- [YOUR OBJECTIVE]:
Say the data back exactly as it is written below.

- [THE RECORDS]:

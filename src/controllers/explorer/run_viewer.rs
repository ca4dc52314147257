use std::error::Error;
use std::fmt;
use std::thread;
use std::time::Duration;

use crate::controllers::explorer::diagnostics::print_frame_report;
use crate::controllers::explorer::ports::surface::PresentationSurface;
use crate::controllers::explorer::session::{ExplorerSession, SessionError, SessionOutcome};

/// Pause between polls when the surface has nothing to report.
const IDLE_POLL_INTERVAL: Duration = Duration::from_millis(100);

#[derive(Debug)]
pub enum RunViewerError<E: Error> {
    Session(SessionError),
    Surface(E),
}

impl<E: Error> fmt::Display for RunViewerError<E> {
    fn fmt(&self, f: &mut fmt::Formatter<'_>) -> fmt::Result {
        match self {
            Self::Session(err) => write!(f, "session error: {}", err),
            Self::Surface(err) => write!(f, "presentation error: {}", err),
        }
    }
}

impl<E: Error + 'static> Error for RunViewerError<E> {
    fn source(&self) -> Option<&(dyn Error + 'static)> {
        match self {
            Self::Session(err) => Some(err),
            Self::Surface(err) => Some(err),
        }
    }
}

impl<E: Error> From<SessionError> for RunViewerError<E> {
    fn from(err: SessionError) -> Self {
        Self::Session(err)
    }
}

/// Computes the first frame, then presents and dispatches events until the
/// surface reports `Quit`.
///
/// Events are only polled between cycles, so clicks made while a frame is
/// being computed are handled after it has been presented. A click that
/// cannot be zoomed into is reported and skipped.
pub fn run_viewer<S: PresentationSurface>(
    session: &mut ExplorerSession,
    surface: &mut S,
) -> Result<(), RunViewerError<S::Error>> {
    let report = session.recompute()?;
    print_frame_report(session.cycles(), session.viewport(), &report);
    surface.present(session.frame()).map_err(RunViewerError::Surface)?;

    loop {
        let events = surface.poll_events();

        if events.is_empty() {
            thread::sleep(IDLE_POLL_INTERVAL);
            continue;
        }

        for event in events {
            match session.handle_event(event) {
                Ok(SessionOutcome::Quit) => return Ok(()),
                Ok(SessionOutcome::Ignored) => {}
                Ok(SessionOutcome::Recomputed(report)) => {
                    print_frame_report(session.cycles(), session.viewport(), &report);
                    surface.present(session.frame()).map_err(RunViewerError::Surface)?;
                }
                Err(SessionError::Zoom(err)) => eprintln!("Ignoring click: {}", err),
                Err(err) => return Err(err.into()),
            }
        }
    }
}

#[cfg(test)]
mod tests {
    use super::*;
    use crate::controllers::explorer::events::{PointerButton, ViewerEvent};
    use crate::core::actions::compute_frame::compute_frame_scoped_threads::ScopedThreadsFrameCompute;
    use crate::core::data::frame_buffer::FrameBuffer;
    use crate::core::data::resolution::Resolution;
    use crate::core::data::viewport::Viewport;
    use crate::core::fractals::mandelbrot::algorithm::MandelbrotAlgorithm;
    use crate::core::fractals::mandelbrot::colour_maps::channel_cycle::MandelbrotChannelCycle;
    use crate::core::util::stripe_rows::WorkerCount;
    use std::collections::VecDeque;

    #[derive(Debug)]
    struct StubSurfaceError {}

    impl fmt::Display for StubSurfaceError {
        fn fmt(&self, f: &mut fmt::Formatter<'_>) -> fmt::Result {
            write!(f, "StubSurfaceError")
        }
    }

    impl Error for StubSurfaceError {}

    /// Replays scripted batches of events and records every presented frame.
    struct ScriptedSurface {
        batches: VecDeque<Vec<ViewerEvent>>,
        presented: Vec<Vec<u32>>,
        fail_on_present: bool,
    }

    impl ScriptedSurface {
        fn new(batches: Vec<Vec<ViewerEvent>>) -> Self {
            Self {
                batches: batches.into(),
                presented: Vec::new(),
                fail_on_present: false,
            }
        }
    }

    impl PresentationSurface for ScriptedSurface {
        type Error = StubSurfaceError;

        fn present(&mut self, frame: &FrameBuffer) -> Result<(), Self::Error> {
            if self.fail_on_present {
                return Err(StubSurfaceError {});
            }
            self.presented.push(frame.as_slice().to_vec());
            Ok(())
        }

        fn poll_events(&mut self) -> Vec<ViewerEvent> {
            self.batches.pop_front().unwrap_or_else(|| vec![ViewerEvent::Quit])
        }
    }

    fn session() -> ExplorerSession {
        let compute = ScopedThreadsFrameCompute::new(
            WorkerCount::new(2).unwrap(),
            MandelbrotAlgorithm::new(64).unwrap(),
            MandelbrotChannelCycle::new(64),
        );

        ExplorerSession::new(
            Viewport::new(-2.0, 1.0, -1.5, 1.5).unwrap(),
            FrameBuffer::try_new(Resolution::new(24).unwrap()).unwrap(),
            Box::new(compute),
        )
    }

    fn click(x: i32, y: i32, button: PointerButton) -> ViewerEvent {
        ViewerEvent::PointerClick { x, y, button }
    }

    #[test]
    fn test_presents_initial_frame_then_quits() {
        let mut session = session();
        let mut surface = ScriptedSurface::new(vec![vec![ViewerEvent::Quit]]);

        run_viewer(&mut session, &mut surface).unwrap();

        assert_eq!(surface.presented.len(), 1);
        assert_eq!(session.cycles(), 1);
    }

    #[test]
    fn test_presents_once_per_zoom_cycle() {
        let mut session = session();
        let mut surface = ScriptedSurface::new(vec![
            vec![click(12, 12, PointerButton::Primary)],
            vec![],
            vec![
                click(3, 4, PointerButton::Other),
                click(5, 5, PointerButton::Secondary),
            ],
        ]);

        run_viewer(&mut session, &mut surface).unwrap();

        assert_eq!(surface.presented.len(), 3);
        assert_eq!(session.cycles(), 3);
        assert_eq!(surface.presented[2], session.frame().as_slice());
    }

    #[test]
    fn test_events_after_quit_are_dropped() {
        let mut session = session();
        let mut surface = ScriptedSurface::new(vec![vec![
            ViewerEvent::Quit,
            click(1, 1, PointerButton::Primary),
        ]]);

        run_viewer(&mut session, &mut surface).unwrap();

        assert_eq!(session.cycles(), 1);
    }

    #[test]
    fn test_out_of_frame_click_is_skipped() {
        let mut session = session();
        let viewport = session.viewport();
        let mut surface =
            ScriptedSurface::new(vec![vec![click(-5, 2, PointerButton::Primary)]]);

        run_viewer(&mut session, &mut surface).unwrap();

        assert_eq!(session.viewport(), viewport);
        assert_eq!(surface.presented.len(), 1);
    }

    #[test]
    fn test_surface_error_stops_the_viewer() {
        let mut session = session();
        let mut surface = ScriptedSurface::new(vec![]);
        surface.fail_on_present = true;

        let result = run_viewer(&mut session, &mut surface);

        assert!(matches!(result, Err(RunViewerError::Surface(_))));
    }
}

- [ANSWER TO THE EXERCISE]:
filename src/controllers/explorer/run_viewer.rs
repository ca4dc52314147257
use std::error::Error;
use std::fmt;
use std::thread;
use std::time::Duration;

use crate::controllers::explorer::diagnostics::print_frame_report;
use crate::controllers::explorer::ports::surface::PresentationSurface;
use crate::controllers::explorer::session::{ExplorerSession, SessionError, SessionOutcome};

/// Pause between polls when the surface has nothing to report.
const IDLE_POLL_INTERVAL: Duration = Duration::from_millis(100);

#[derive(Debug)]
pub enum RunViewerError<E: Error> {
    Session(SessionError),
    Surface(E),
}

impl<E: Error> fmt::Display for RunViewerError<E> {
    fn fmt(&self, f: &mut fmt::Formatter<'_>) -> fmt::Result {
        match self {
            Self::Session(err) => write!(f, "session error: {}", err),
            Self::Surface(err) => write!(f, "presentation error: {}", err),
        }
    }
}

impl<E: Error + 'static> Error for RunViewerError<E> {
    fn source(&self) -> Option<&(dyn Error + 'static)> {
        match self {
            Self::Session(err) => Some(err),
            Self::Surface(err) => Some(err),
        }
    }
}

impl<E: Error> From<SessionError> for RunViewerError<E> {
    fn from(err: SessionError) -> Self {
        Self::Session(err)
    }
}

/// Computes the first frame, then presents and dispatches events until the
/// surface reports `Quit`.
///
/// Events are only polled between cycles, so clicks made while a frame is
/// being computed are handled after it has been presented. A click that
/// cannot be zoomed into is reported and skipped.
pub fn run_viewer<S: PresentationSurface>(
    session: &mut ExplorerSession,
    surface: &mut S,
) -> Result<(), RunViewerError<S::Error>> {
    let report = session.recompute()?;
    print_frame_report(session.cycles(), session.viewport(), &report);
    surface.present(session.frame()).map_err(RunViewerError::Surface)?;

    loop {
        let events = surface.poll_events();

        if events.is_empty() {
            thread::sleep(IDLE_POLL_INTERVAL);
            continue;
        }

        for event in events {
            match session.handle_event(event) {
                Ok(SessionOutcome::Quit) => return Ok(()),
                Ok(SessionOutcome::Ignored) => {}
                Ok(SessionOutcome::Recomputed(report)) => {
                    print_frame_report(session.cycles(), session.viewport(), &report);
                    surface.present(session.frame()).map_err(RunViewerError::Surface)?;
                }
                Err(SessionError::Zoom(err)) => eprintln!("Ignoring click: {}", err),
                Err(err) => return Err(err.into()),
            }
        }
    }
}

#[cfg(test)]
mod tests {
    use super::*;
    use crate::controllers::explorer::events::{PointerButton, ViewerEvent};
    use crate::core::actions::compute_frame::compute_frame_scoped_threads::ScopedThreadsFrameCompute;
    use crate::core::data::frame_buffer::FrameBuffer;
    use crate::core::data::resolution::Resolution;
    use crate::core::data::viewport::Viewport;
    use crate::core::fractals::mandelbrot::algorithm::MandelbrotAlgorithm;
    use crate::core::fractals::mandelbrot::colour_maps::channel_cycle::MandelbrotChannelCycle;
    use crate::core::util::stripe_rows::WorkerCount;
    use std::collections::VecDeque;

    #[derive(Debug)]
    struct StubSurfaceError {}

    impl fmt::Display for StubSurfaceError {
        fn fmt(&self, f: &mut fmt::Formatter<'_>) -> fmt::Result {
            write!(f, "StubSurfaceError")
        }
    }

    impl Error for StubSurfaceError {}

    /// Replays scripted batches of events and records every presented frame.
    struct ScriptedSurface {
        batches: VecDeque<Vec<ViewerEvent>>,
        presented: Vec<Vec<u32>>,
        fail_on_present: bool,
    }

    impl ScriptedSurface {
        fn new(batches: Vec<Vec<ViewerEvent>>) -> Self {
            Self {
                batches: batches.into(),
                presented: Vec::new(),
                fail_on_present: false,
            }
        }
    }

    impl PresentationSurface for ScriptedSurface {
        type Error = StubSurfaceError;

        fn present(&mut self, frame: &FrameBuffer) -> Result<(), Self::Error> {
            if self.fail_on_present {
                return Err(StubSurfaceError {});
            }
            self.presented.push(frame.as_slice().to_vec());
            Ok(())
        }

        fn poll_events(&mut self) -> Vec<ViewerEvent> {
            self.batches.pop_front().unwrap_or_else(|| vec![ViewerEvent::Quit])
        }
    }

    fn session() -> ExplorerSession {
        let compute = ScopedThreadsFrameCompute::new(
            WorkerCount::new(2).unwrap(),
            MandelbrotAlgorithm::new(64).unwrap(),
            MandelbrotChannelCycle::new(64),
        );

        ExplorerSession::new(
            Viewport::new(-2.0, 1.0, -1.5, 1.5).unwrap(),
            FrameBuffer::try_new(Resolution::new(24).unwrap()).unwrap(),
            Box::new(compute),
        )
    }

    fn click(x: i32, y: i32, button: PointerButton) -> ViewerEvent {
        ViewerEvent::PointerClick { x, y, button }
    }

    #[test]
    fn test_presents_initial_frame_then_quits() {
        let mut session = session();
        let mut surface = ScriptedSurface::new(vec![vec![ViewerEvent::Quit]]);

        run_viewer(&mut session, &mut surface).unwrap();

        assert_eq!(surface.presented.len(), 1);
        assert_eq!(session.cycles(), 1);
    }

    #[test]
    fn test_presents_once_per_zoom_cycle() {
        let mut session = session();
        let mut surface = ScriptedSurface::new(vec![
            vec![click(12, 12, PointerButton::Primary)],
            vec![],
            vec![
                click(3, 4, PointerButton::Other),
                click(5, 5, PointerButton::Secondary),
            ],
        ]);

        run_viewer(&mut session, &mut surface).unwrap();

        assert_eq!(surface.presented.len(), 3);
        assert_eq!(session.cycles(), 3);
        assert_eq!(surface.presented[2], session.frame().as_slice());
    }

    #[test]
    fn test_events_after_quit_are_dropped() {
        let mut session = session();
        let mut surface = ScriptedSurface::new(vec![vec![
            ViewerEvent::Quit,
            click(1, 1, PointerButton::Primary),
        ]]);

        run_viewer(&mut session, &mut surface).unwrap();

        assert_eq!(session.cycles(), 1);
    }

    #[test]
    fn test_out_of_frame_click_is_skipped() {
        let mut session = session();
        let viewport = session.viewport();
        let mut surface =
            ScriptedSurface::new(vec![vec![click(-5, 2, PointerButton::Primary)]]);

        run_viewer(&mut session, &mut surface).unwrap();

        assert_eq!(session.viewport(), viewport);
        assert_eq!(surface.presented.len(), 1);
    }

    #[test]
    fn test_surface_error_stops_the_viewer() {
        let mut session = session();
        let mut surface = ScriptedSurface::new(vec![]);
        surface.fail_on_present = true;

        let result = run_viewer(&mut session, &mut surface);

        assert!(matches!(result, Err(RunViewerError::Surface(_))));
    }
}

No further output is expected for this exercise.